_WORK REQUIRED_: Please copy exactly the lines that begin with the one containing "async fn read_file(&self, path: &str)" and end with the last line of the entries.

_DATA PROVIDED_:
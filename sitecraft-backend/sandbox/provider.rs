use std::sync::Arc;

use async_trait::async_trait;

use super::error::SandboxError;
use super::types::{CommandResult, ProviderKind, SandboxInfo};

/// Capability set every execution backend implements.
///
/// A provider owns at most one session at a time. Every command or file
/// operation requires that session and fails with
/// `SandboxError::NoActiveSandbox` when there is none.
#[async_trait]
pub trait SandboxProvider: Send + Sync {
    fn kind(&self) -> ProviderKind;

    /// Provision a new session. A session already owned by this provider is
    /// terminated first.
    async fn create_sandbox(&self) -> Result<SandboxInfo, SandboxError>;

    /// Re-adopt an existing remote session. `Ok(false)` when the backend no
    /// longer knows the id.
    async fn reconnect(&self, session_id: &str) -> Result<bool, SandboxError>;

    /// Run a shell command in the working directory. A non-zero exit is
    /// reported through `CommandResult::success`, never as an error.
    async fn run_command(&self, command: &str) -> Result<CommandResult, SandboxError>;

    async fn write_file(&self, path: &str, content: &str) -> Result<(), SandboxError>;

    async fn read_file(&self, path: &str) -> Result<String, SandboxError>;

    /// Paths of regular files under `dir`, relative to the working directory.
    async fn list_files(&self, dir: &str) -> Result<Vec<String>, SandboxError>;

    async fn install_packages(&self, packages: &[String]) -> Result<CommandResult, SandboxError>;

    /// First-time application scaffold, dependency install and dev-server
    /// start. Calling it again on a prepared session is a no-op.
    async fn setup_runtime(&self) -> Result<(), SandboxError>;

    async fn restart_dev_server(&self) -> Result<(), SandboxError>;

    async fn sandbox_info(&self) -> Option<SandboxInfo>;

    async fn is_alive(&self) -> bool;

    async fn terminate(&self) -> Result<(), SandboxError>;

    /// The owned session, or `NoActiveSandbox`.
    async fn require_session(&self) -> Result<SandboxInfo, SandboxError> {
        self.sandbox_info()
            .await
            .ok_or(SandboxError::NoActiveSandbox)
    }
}

/// Builds fresh, unprovisioned providers for the configured backend.
pub trait ProviderFactory: Send + Sync {
    fn kind(&self) -> ProviderKind;

    fn make(&self) -> Arc<dyn SandboxProvider>;
}
pub mod handlers;

use axum::routing::post;
use axum::Router;

use crate::api::AppState;

pub fn router() -> Router<AppState> {
    Router::new()
        .route("/sessions/{id}/apply", post(handlers::apply_response))
        .route("/sessions/{id}/apply/stream", post(handlers::apply_stream))
        .route("/sessions/{id}/preview/verify", post(handlers::verify_preview))
}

_ANSWER BOX_:
    async fn read_file(&self, path: &str) -> Result<String, SandboxError>;

    /// Paths of regular files under `dir`, relative to the working directory.
    async fn list_files(&self, dir: &str) -> Result<Vec<String>, SandboxError>;

    async fn install_packages(&self, packages: &[String]) -> Result<CommandResult, SandboxError>;

    /// First-time application scaffold, dependency install and dev-server
    /// start. Calling it again on a prepared session is a no-op.
    async fn setup_runtime(&self) -> Result<(), SandboxError>;

    async fn restart_dev_server(&self) -> Result<(), SandboxError>;

    async fn sandbox_info(&self) -> Option<SandboxInfo>;

    async fn is_alive(&self) -> bool;

    async fn terminate(&self) -> Result<(), SandboxError>;

    /// The owned session, or `NoActiveSandbox`.
    async fn require_session(&self) -> Result<SandboxInfo, SandboxError> {
        self.sandbox_info()
            .await
            .ok_or(SandboxError::NoActiveSandbox)
    }
}

/// Builds fresh, unprovisioned providers for the configured backend.
pub trait ProviderFactory: Send + Sync {
    fn kind(&self) -> ProviderKind;

    fn make(&self) -> Arc<dyn SandboxProvider>;
}
pub mod handlers;

use axum::routing::post;
use axum::Router;

use crate::api::AppState;

pub fn router() -> Router<AppState> {
    Router::new()
        .route("/sessions/{id}/apply", post(handlers::apply_response))
        .route("/sessions/{id}/apply/stream", post(handlers::apply_stream))
        .route("/sessions/{id}/preview/verify", post(handlers::verify_preview))
}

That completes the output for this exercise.